_SOURCE INFORMATION_

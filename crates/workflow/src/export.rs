//! CSV export of a finalized classification.

use std::io::Write;
use std::path::Path;

use rollcall_config::ExportConfig;
use rollcall_core::{Classification, Error, Status};
use tracing::info;

/// Write `name, status, original name` rows, present first, then absent,
/// then unexpected. Each bucket keeps its display order.
pub fn write_csv<W: Write>(
    classification: &Classification,
    config: &ExportConfig,
    writer: W,
) -> Result<usize, Error> {
    let delimiter = config.delimiter_byte().ok_or_else(|| Error::Config {
        message: format!("export delimiter '{}' is not a single ASCII character", config.delimiter),
    })?;

    let mut out = csv::WriterBuilder::new()
        .delimiter(delimiter)
        .from_writer(writer);
    out.write_record(["name", "status", "original_name"])
        .map_err(csv_error)?;

    let mut rows = 0;
    for status in Status::ALL {
        for attendee in classification.bucket(status) {
            let original = attendee
                .original_name
                .as_ref()
                .map(|n| n.as_str())
                .unwrap_or("");
            out.write_record([attendee.name.as_str(), config.label(status), original])
                .map_err(csv_error)?;
            rows += 1;
        }
    }
    out.flush().map_err(|e| Error::Internal(format!("export flush failed: {e}")))?;
    Ok(rows)
}

/// Export to a file, creating or truncating it.
pub fn export_to_path(
    classification: &Classification,
    config: &ExportConfig,
    path: &Path,
) -> Result<usize, Error> {
    let file = std::fs::File::create(path)
        .map_err(|e| Error::Internal(format!("cannot create '{}': {e}", path.display())))?;
    let rows = write_csv(classification, config, file)?;
    info!(path = %path.display(), rows, "Classification exported");
    Ok(rows)
}

fn csv_error(e: csv::Error) -> Error {
    Error::Internal(format!("CSV write failed: {e}"))
}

_EXERCISE_
Please transcribe the material above precisely as it stands.

_RESPONSE_
filename crates/workflow/src/export.rs
//! CSV export of a finalized classification.

use std::io::Write;
use std::path::Path;

use rollcall_config::ExportConfig;
use rollcall_core::{Classification, Error, Status};
use tracing::info;

/// Write `name, status, original name` rows, present first, then absent,
/// then unexpected. Each bucket keeps its display order.
pub fn write_csv<W: Write>(
    classification: &Classification,
    config: &ExportConfig,
    writer: W,
) -> Result<usize, Error> {
    let delimiter = config.delimiter_byte().ok_or_else(|| Error::Config {
        message: format!("export delimiter '{}' is not a single ASCII character", config.delimiter),
    })?;

    let mut out = csv::WriterBuilder::new()
        .delimiter(delimiter)
        .from_writer(writer);
    out.write_record(["name", "status", "original_name"])
        .map_err(csv_error)?;

    let mut rows = 0;
    for status in Status::ALL {
        for attendee in classification.bucket(status) {
            let original = attendee
                .original_name
                .as_ref()
                .map(|n| n.as_str())
                .unwrap_or("");
            out.write_record([attendee.name.as_str(), config.label(status), original])
                .map_err(csv_error)?;
            rows += 1;
        }
    }
    out.flush().map_err(|e| Error::Internal(format!("export flush failed: {e}")))?;
    Ok(rows)
}

/// Export to a file, creating or truncating it.
pub fn export_to_path(
    classification: &Classification,
    config: &ExportConfig,
    path: &Path,
) -> Result<usize, Error> {
    let file = std::fs::File::create(path)
        .map_err(|e| Error::Internal(format!("cannot create '{}': {e}", path.display())))?;
    let rows = write_csv(classification, config, file)?;
    info!(path = %path.display(), rows, "Classification exported");
    Ok(rows)
}

fn csv_error(e: csv::Error) -> Error {
    Error::Internal(format!("CSV write failed: {e}"))
}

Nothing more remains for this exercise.